Required action
For the records below, reproduce exactly the line that contains "let filter = Filter::Duration(minutes);" and all subsequent lines, with nothing left out and nothing added.

Collected data entries
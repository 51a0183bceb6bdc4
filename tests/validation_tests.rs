mod common;
use common::{date, timmy};
use worklog::config::Config;
use worklog::errors::AppError;
use worklog::models::Entry;
use worklog::utils::formatting::{mins2readable, render_entry, rule_for};
use worklog::utils::{parse_date, parse_duration};

#[test]
fn test_parse_date_accepts_mm_dd_yyyy() {
    assert_eq!(parse_date("06/04/2020").unwrap(), date(6, 4, 2020));
    assert_eq!(parse_date("  12/31/1999 \n").unwrap(), date(12, 31, 1999));
}

#[test]
fn test_parse_date_rejects_bad_input() {
    for bad in ["13/40/2020", "2020-06-04", "06-04-2020", "", "02/30/2021", "tomorrow"] {
        assert!(
            matches!(parse_date(bad), Err(AppError::InvalidDate(_))),
            "{bad:?} should be rejected"
        );
    }
}

#[test]
fn test_parse_duration() {
    assert_eq!(parse_duration("30").unwrap(), 30);
    assert_eq!(parse_duration(" 0 ").unwrap(), 0);
    assert!(matches!(parse_duration("abc"), Err(AppError::InvalidDuration(_))));
    assert!(matches!(parse_duration("1.5"), Err(AppError::InvalidDuration(_))));
    assert!(matches!(parse_duration("-5"), Err(AppError::InvalidDuration(_))));
}

#[test]
fn test_config_yaml_fills_defaults() {
    let cfg = Config::from_yaml("database: /tmp/custom.sqlite\n").unwrap();
    assert_eq!(cfg.database, "/tmp/custom.sqlite");
    assert!(cfg.clear_screen);
    assert_eq!(cfg.separator_char, "=");

    let cfg = Config::from_yaml("clear_screen: false\nseparator_char: '-'\n").unwrap();
    assert!(!cfg.clear_screen);
    assert_eq!(cfg.separator_char, "-");
    assert_eq!(cfg.database, Config::default().database);

    assert!(matches!(
        Config::from_yaml("clear_screen: [1, 2"),
        Err(AppError::Config(_))
    ));
}

#[test]
fn test_render_entry_shows_position_and_fields() {
    let e = timmy();
    let entry = Entry {
        id: 1,
        employee_name: e.employee_name,
        task_name: e.task_name,
        task_time: e.task_time,
        task_date: e.task_date,
        notes: e.notes,
        created_at: "2020-06-04T10:00:00+00:00".into(),
    };

    let out = render_entry(&entry, 2, 5, "=");
    assert!(out.contains("June 04, 2020"));
    assert!(out.contains("Result 2 of 5"));
    assert!(out.contains("Employee: Timmy"));
    assert!(out.contains("Task: test task"));
    assert!(out.contains("Task Time (Minutes): 30 (00h 30m)"));
    assert!(out.contains("Date: 06/04/2020"));
    assert!(out.contains("Notes: Allow me to test your patience.."));
}

#[test]
fn test_rule_matches_title_width() {
    assert_eq!(rule_for("June 04, 2020", "="), "=".repeat(13));
    assert_eq!(rule_for("abc", "-~"), "-~-");
    // double-width separators fill the same number of cells
    assert_eq!(rule_for("June 04, 2020", "＝"), "＝".repeat(6));
    assert_eq!(rule_for("abcd", "＝"), "＝＝");
    assert_eq!(rule_for("abc", ""), "===");
    assert_eq!(mins2readable(125, false), "02h 05m");
    assert_eq!(mins2readable(125, true), "02:05");
}
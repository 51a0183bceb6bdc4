//! Date utilities: parsing the user-facing MM/DD/YYYY form and converting
//! to and from the sortable form stored in the database.

use crate::errors::{AppError, AppResult};
use chrono::NaiveDate;

/// Format typed and shown to the user.
pub const DATE_FORMAT: &str = "%m/%d/%Y";

/// Format stored in `entries.task_date`; lexical order equals date order.
pub const DB_DATE_FORMAT: &str = "%Y-%m-%d";

/// Long form used in the browse view header, e.g. "June 04, 2020".
pub const LONG_DATE_FORMAT: &str = "%B %d, %Y";

/// Parse a date typed as `MM/DD/YYYY`.
pub fn parse_date(s: &str) -> AppResult<NaiveDate> {
    let trimmed = s.trim();
    NaiveDate::parse_from_str(trimmed, DATE_FORMAT)
        .map_err(|_| AppError::InvalidDate(trimmed.to_string()))
}

/// Parse a date read back from the database.
pub fn parse_db_date(s: &str) -> Option<NaiveDate> {
    NaiveDate::parse_from_str(s, DB_DATE_FORMAT).ok()
}

pub fn format_date(d: &NaiveDate) -> String {
    d.format(DATE_FORMAT).to_string()
}

pub fn format_long_date(d: &NaiveDate) -> String {
    d.format(LONG_DATE_FORMAT).to_string()
}

/// Order two dates so the range is never reversed.
pub fn ordered_range(a: NaiveDate, b: NaiveDate) -> (NaiveDate, NaiveDate) {
    if a <= b { (a, b) } else { (b, a) }
}
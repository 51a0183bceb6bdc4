/// ANSI color helper utilities for terminal output.
pub const RESET: &str = "\x1b[0m";
pub const GREY: &str = "\x1b[90m";

/// Clears the terminal and moves the cursor home.
pub const CLEAR_SCREEN: &str = "\x1b[2J\x1b[H";

/// Grey out empty values, leave the rest untouched.
pub fn colorize_optional(value: &str) -> String {
    if value.trim().is_empty() || value.trim() == "--" {
        format!("{GREY}{value}{RESET}")
    } else {
        value.to_string()
    }
}
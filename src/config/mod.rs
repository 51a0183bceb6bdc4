use crate::errors::{AppError, AppResult};
use crate::utils::path::expand_tilde;
use serde::Deserialize;
use std::fs;
use std::path::PathBuf;

#[derive(Debug, Clone, PartialEq, Deserialize)]
pub struct Config {
    #[serde(default = "default_database")]
    pub database: String,
    #[serde(default = "default_clear_screen")]
    pub clear_screen: bool,
    #[serde(default = "default_separator_char")]
    pub separator_char: String,
}

fn default_database() -> String {
    Config::database_file().to_string_lossy().to_string()
}
fn default_clear_screen() -> bool {
    true
}
fn default_separator_char() -> String {
    "=".to_string()
}

impl Default for Config {
    fn default() -> Self {
        Self {
            database: default_database(),
            clear_screen: default_clear_screen(),
            separator_char: default_separator_char(),
        }
    }
}

impl Config {
    /// Return the standard configuration directory (`~/.worklog`)
    pub fn config_dir() -> PathBuf {
        dirs::home_dir()
            .unwrap_or_else(|| PathBuf::from("."))
            .join(".worklog")
    }

    /// Return the full path of the config file
    pub fn config_file() -> PathBuf {
        Self::config_dir().join("worklog.conf")
    }

    /// Return the default path of the SQLite database
    pub fn database_file() -> PathBuf {
        Self::config_dir().join("worklog.sqlite")
    }

    /// Load configuration from the standard location, or defaults if absent.
    pub fn load() -> AppResult<Self> {
        let path = Self::config_file();
        if path.exists() {
            let content = fs::read_to_string(&path).map_err(|_| AppError::ConfigLoad)?;
            Self::from_yaml(&content)
        } else {
            Ok(Self::default())
        }
    }

    /// Parse a YAML document; missing keys take their defaults.
    pub fn from_yaml(content: &str) -> AppResult<Self> {
        serde_yaml::from_str(content).map_err(|e| AppError::Config(e.to_string()))
    }

    /// Database path with `~/` expanded.
    pub fn database_path(&self) -> PathBuf {
        expand_tilde(&self.database)
    }
}
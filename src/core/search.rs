//! Search predicates over the work log.
//!
//! Builders turn a user's choice into a [`Filter`]; [`run`] applies it and
//! returns the result set in browse order (task date, newest first).
//! Matching is exact or plain substring containment, never fuzzy.

use crate::db::{Filter, Store};
use crate::errors::AppResult;
use crate::models::{Column, Entry};
use crate::utils::date::ordered_range;
use chrono::NaiveDate;

/// Where a free-text term is looked for.
#[derive(Debug, Clone, Copy, PartialEq, Eq)]
pub enum TermTarget {
    TaskName,
    Notes,
}

impl TermTarget {
    pub fn column(&self) -> Column {
        match self {
            TermTarget::TaskName => Column::TaskName,
            TermTarget::Notes => Column::Notes,
        }
    }
}

pub fn by_employee(name: &str) -> Filter {
    Filter::Employee(name.to_string())
}

pub fn by_date(date: NaiveDate) -> Filter {
    Filter::Date(date)
}

/// Inclusive range; reversed bounds are swapped.
pub fn by_date_range(start: NaiveDate, end: NaiveDate) -> Filter {
    let (start, end) = ordered_range(start, end);
    Filter::DateRange { start, end }
}

/// Exact duration, or `None` when no entry has that task time.
pub fn by_duration(store: &Store, minutes: i64) -> AppResult<Option<Filter>> {
    let filter = Filter::Duration(minutes);
    if store.any_match(&filter)? {
        Ok(Some(filter))
    } else {
        Ok(None)
    }
}

pub fn by_term(target: TermTarget, term: &str) -> Filter {
    Filter::Contains {
        column: target.column(),
        term: term.to_string(),
    }
}

/// Apply a filter, ordered by task date descending.
pub fn run(store: &Store, filter: &Filter) -> AppResult<Vec<Entry>> {
    store.select(Column::TaskDate, Some(filter))
}

/// Pick list for the employee search: one name per entry, newest first.
pub fn employee_choices(store: &Store) -> AppResult<Vec<String>> {
    store.employee_names()
}

/// Pick list for the date search: distinct dates, newest first.
pub fn date_choices(store: &Store) -> AppResult<Vec<NaiveDate>> {
    store.entry_dates()
}

pub fn duration_choices(store: &Store) -> AppResult<Vec<i64>> {
    store.durations()
}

Answer for the task
    let filter = Filter::Duration(minutes);
    if store.any_match(&filter)? {
        Ok(Some(filter))
    } else {
        Ok(None)
    }
}

pub fn by_term(target: TermTarget, term: &str) -> Filter {
    Filter::Contains {
        column: target.column(),
        term: term.to_string(),
    }
}

/// Apply a filter, ordered by task date descending.
pub fn run(store: &Store, filter: &Filter) -> AppResult<Vec<Entry>> {
    store.select(Column::TaskDate, Some(filter))
}

/// Pick list for the employee search: one name per entry, newest first.
pub fn employee_choices(store: &Store) -> AppResult<Vec<String>> {
    store.employee_names()
}

/// Pick list for the date search: distinct dates, newest first.
pub fn date_choices(store: &Store) -> AppResult<Vec<NaiveDate>> {
    store.entry_dates()
}

pub fn duration_choices(store: &Store) -> AppResult<Vec<i64>> {
    store.durations()
}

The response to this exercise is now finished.